Biru membatalkan niatnya untuk merasakan kesegaran hanoman. Ingatannya lebih dulu menghangatkan kelopak mata. Dua bayangan wajah tergambar jelas, bergantian. Surya dan Ayu.
2| Kembalinya Sebuah Hati
“Pokoknya aku!”
“Tidak bisa! Harus aku!”
Ini bukan tentang saat ini, tetapi kejadian sebulan lalu saat dia dan sahabatnya beradu mulut sepulang kantor. Tidak ada yang mau mengalah. Bukan tanpa alasan. Adegan demi adegan tergambar jelas di dalam ingatan Surya. Umpatan. Cacian. Sumpah serapah. Semua menjadi satu.

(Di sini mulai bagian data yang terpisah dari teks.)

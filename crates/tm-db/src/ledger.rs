//! Applied-version ledger stored inside the target database.
//!
//! One row per applied migration. Rows are written and removed only through
//! [`Tx`], so a ledger change always commits or rolls back together with the
//! transformation it records.

use crate::connection::{relation_exists, Tx};
use crate::error::{DbError, DbResult};
use chrono::{DateTime, NaiveDateTime, Utc};
use duckdb::Connection;
use tm_core::sql_utils::{quote_ident, quote_qualified, split_schema};
use tm_core::{MigrationDefinition, MigrationVersion};

const TIMESTAMP_FORMAT: &str = "%Y-%m-%d %H:%M:%S%.f";

/// One applied migration.
#[derive(Debug, Clone, PartialEq, Eq)]
pub struct LedgerEntry {
    pub version: MigrationVersion,
    pub name: String,
    pub applied_at: DateTime<Utc>,
    pub checksum: String,
}

impl LedgerEntry {
    /// Entry recording `definition` as applied now.
    pub fn for_definition(definition: &MigrationDefinition) -> Self {
        Self {
            version: definition.version().clone(),
            name: definition.name().to_string(),
            applied_at: Utc::now(),
            checksum: definition.checksum().to_string(),
        }
    }
}

/// Accessor for the ledger table.
#[derive(Debug, Clone)]
pub struct Ledger {
    table: String,
}

impl Ledger {
    /// Ledger stored in `table` (optionally schema-qualified).
    pub fn new(table: impl Into<String>) -> Self {
        Self {
            table: table.into(),
        }
    }

    pub fn table(&self) -> &str {
        &self.table
    }

    /// Whether the ledger table has been created yet.
    pub fn exists(&self, conn: &Connection) -> DbResult<bool> {
        relation_exists(conn, &self.table)
    }

    /// Create the ledger schema and table if they do not exist.
    pub fn bootstrap(&self, tx: &Tx<'_>) -> DbResult<()> {
        if let (Some(schema), _) = split_schema(&self.table) {
            tx.execute_batch(&format!(
                "CREATE SCHEMA IF NOT EXISTS {}",
                quote_qualified(schema)
            ))?;
        }
        tx.execute_batch(&format!(
            "CREATE TABLE IF NOT EXISTS {} (
                 version    VARCHAR PRIMARY KEY,
                 name       VARCHAR NOT NULL,
                 applied_at TIMESTAMP NOT NULL,
                 checksum   VARCHAR NOT NULL
             )",
            quote_qualified(&self.table)
        ))?;
        Ok(())
    }

    /// All applied entries in ascending version order. Empty when the ledger
    /// has not been bootstrapped.
    pub fn applied_set(&self, conn: &Connection) -> DbResult<Vec<LedgerEntry>> {
        if !self.exists(conn)? {
            return Ok(Vec::new());
        }
        let sql = format!(
            "SELECT version, name, CAST(applied_at AS VARCHAR), checksum FROM {}",
            quote_qualified(&self.table)
        );
        let mut stmt = conn.prepare(&sql)?;
        let rows = stmt
            .query_map([], |row| {
                Ok((
                    row.get::<_, String>(0)?,
                    row.get::<_, String>(1)?,
                    row.get::<_, String>(2)?,
                    row.get::<_, String>(3)?,
                ))
            })?
            .collect::<Result<Vec<_>, _>>()?;

        let mut entries = rows
            .into_iter()
            .map(|(version, name, applied_at, checksum)| {
                Ok(LedgerEntry {
                    version: MigrationVersion::parse(&version).map_err(|e| {
                        DbError::Internal(format!("corrupt ledger row in {}: {e}", self.table))
                    })?,
                    name,
                    applied_at: parse_timestamp(&applied_at)?,
                    checksum,
                })
            })
            .collect::<DbResult<Vec<_>>>()?;
        // SQL collation would put "10" before "9"
        entries.sort_by(|a, b| a.version.cmp(&b.version));
        Ok(entries)
    }

    /// Latest applied version, or `None` when nothing is applied.
    pub fn current_version(&self, conn: &Connection) -> DbResult<Option<MigrationVersion>> {
        Ok(self.applied_set(conn)?.pop().map(|entry| entry.version))
    }

    /// Record a migration as applied.
    pub fn record_applied(&self, tx: &Tx<'_>, entry: &LedgerEntry) -> DbResult<()> {
        let sql = format!(
            "INSERT INTO {} (version, name, applied_at, checksum) VALUES (?, ?, CAST(? AS TIMESTAMP), ?)",
            quote_qualified(&self.table)
        );
        tx.execute(
            &sql,
            duckdb::params![
                entry.version.as_str(),
                entry.name,
                format_timestamp(&entry.applied_at),
                entry.checksum
            ],
        )?;
        Ok(())
    }

    /// Remove a migration's entry after its down transformation ran.
    pub fn record_reverted(&self, tx: &Tx<'_>, version: &MigrationVersion) -> DbResult<()> {
        let sql = format!(
            "DELETE FROM {} WHERE {} = ?",
            quote_qualified(&self.table),
            quote_ident("version")
        );
        let removed = tx.execute(&sql, duckdb::params![version.as_str()])?;
        if removed != 1 {
            return Err(DbError::Internal(format!(
                "expected to remove one ledger row for {version}, removed {removed}"
            )));
        }
        Ok(())
    }
}

pub(crate) fn format_timestamp(ts: &DateTime<Utc>) -> String {
    ts.format("%Y-%m-%d %H:%M:%S%.6f").to_string()
}

pub(crate) fn parse_timestamp(s: &str) -> DbResult<DateTime<Utc>> {
    NaiveDateTime::parse_from_str(s, TIMESTAMP_FORMAT)
        .map(|naive| naive.and_utc())
        .map_err(|e| DbError::Internal(format!("invalid applied_at '{s}': {e}")))
}

#[cfg(test)]
#[path = "ledger_test.rs"]
mod tests;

Bergantian.
Di ujung senja yang telah menjelma tepi malam, dia melangkahkan kaki meninggalkan pantai landai yang mulai sepi itu. Hanya debur ombak menemani. Juga kamera yang tak pernah lepas dari lehernya dengan bantuan tali. Dia melangkah gontai dalam pikiran-pikiran yang sulit dia mengerti. Ada dua sisi berlawanan yang hendak dia satukan. Di satu sisi dia begitu menghargai sahabatnya, Biru. Sisi lain hatinya berseru, bahwa dia harus memperjuangkan cintanya pada Ayu. Rumit.

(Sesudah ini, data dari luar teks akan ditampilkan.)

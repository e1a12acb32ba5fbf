//! Transformation executor.
//!
//! Runs a transformation's operations strictly in listed order against a
//! connection that is already inside a transaction. The first failing
//! operation aborts the transformation; the caller's transaction discards
//! everything done before it.

use crate::connection::{TargetDb, Tx};
use crate::error::{DbError, DbResult, ExecError, ExecResult};
use crate::rebuild::TableShape;
use crate::render::{render, Rendered};
use tm_core::sql_utils::split_schema;
use tm_core::{Direction, MigrationDefinition, Transformation};

/// Execute one direction of a migration.
pub fn execute(tx: &Tx<'_>, definition: &MigrationDefinition, direction: Direction) -> ExecResult<()> {
    log::debug!(
        "Executing {} of {} ({} operations)",
        direction,
        definition,
        definition.transformation(direction).len()
    );
    execute_transformation(tx, definition.transformation(direction))
}

/// Execute every operation of `transformation` in order.
pub fn execute_transformation(tx: &Tx<'_>, transformation: &Transformation) -> ExecResult<()> {
    for (index, op) in transformation.iter().enumerate() {
        let statements = match render(op) {
            Rendered::Statements(statements) => statements,
            Rendered::Rebuild { table, change } => {
                log::debug!("op {index} ({}): rebuilding {table}", op.kind());
                TableShape::load(tx, &table)
                    .and_then(|shape| shape.rebuild(&change))
                    .map_err(|source| ExecError::Operation {
                        index,
                        kind: op.kind(),
                        statement: format!("-- rebuild {table}"),
                        source,
                    })?
            }
        };
        for statement in statements {
            log::trace!("op {index} ({}): {statement}", op.kind());
            tx.execute_batch(&statement)
                .map_err(|e| ExecError::Operation {
                    index,
                    kind: op.kind(),
                    source: DbError::from(e),
                    statement,
                })?;
        }
    }
    Ok(())
}

/// Run one direction of `definition` plus `record` (the ledger change) in a
/// single transaction.
pub fn apply<F>(
    db: &TargetDb,
    definition: &MigrationDefinition,
    direction: Direction,
    record: F,
) -> ExecResult<()>
where
    F: FnOnce(&Tx<'_>) -> DbResult<()>,
{
    db.transaction(|tx| -> ExecResult<()> {
        execute(tx, definition, direction)?;
        record(tx)?;
        Ok(())
    })
    .map_err(|err| attribute_commit_failure(definition.transformation(direction), err))
}

/// Tie a rejected COMMIT to an operation. DuckDB reports catalog conflicts
/// only at commit, so blame the last structural operation on the table it
/// names, else the last structural operation, else the last operation.
pub fn attribute_commit_failure(transformation: &Transformation, err: ExecError) -> ExecError {
    let source = match err {
        ExecError::Db(source @ DbError::CommitRejected(_)) => source,
        other => return other,
    };
    let ops = transformation.operations();
    let on_table = |table: &str| {
        ops.iter().rposition(|op| {
            op.is_structural()
                && op
                    .table()
                    .is_some_and(|t| split_schema(t).1.eq_ignore_ascii_case(table))
        })
    };
    let index = source
        .altered_table()
        .and_then(|table| on_table(split_schema(table).1))
        .or_else(|| ops.iter().rposition(|op| op.is_structural()))
        .or_else(|| ops.len().checked_sub(1));
    match index {
        Some(index) => ExecError::Commit {
            index,
            kind: ops[index].kind(),
            source,
        },
        None => ExecError::Db(source),
    }
}

#[cfg(test)]
#[path = "executor_test.rs"]
mod tests;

Langkah kaki pemilik rambut ikal itu semakin cepat di bawah temaram purnama malam saat kembali ke hotel. Segera setelahnya, dia menuju komplek The Bay Bali untuk makan malam. Pilihan jatuh pada restoran de Opera. Sebelum mencapai tempat itu, dia lebih dulu menyusuri sepanjang pantai. Tanpa disadarinya, sepasang mata mencuri pandang dari arah restoran Bebek Bengil. Surya terus melangkah pasti tanpa memedulikan apa yang tidak disadarinya itu. Dia menjejak butiran pasir dengan harapan bisa segera mengisi perutnya.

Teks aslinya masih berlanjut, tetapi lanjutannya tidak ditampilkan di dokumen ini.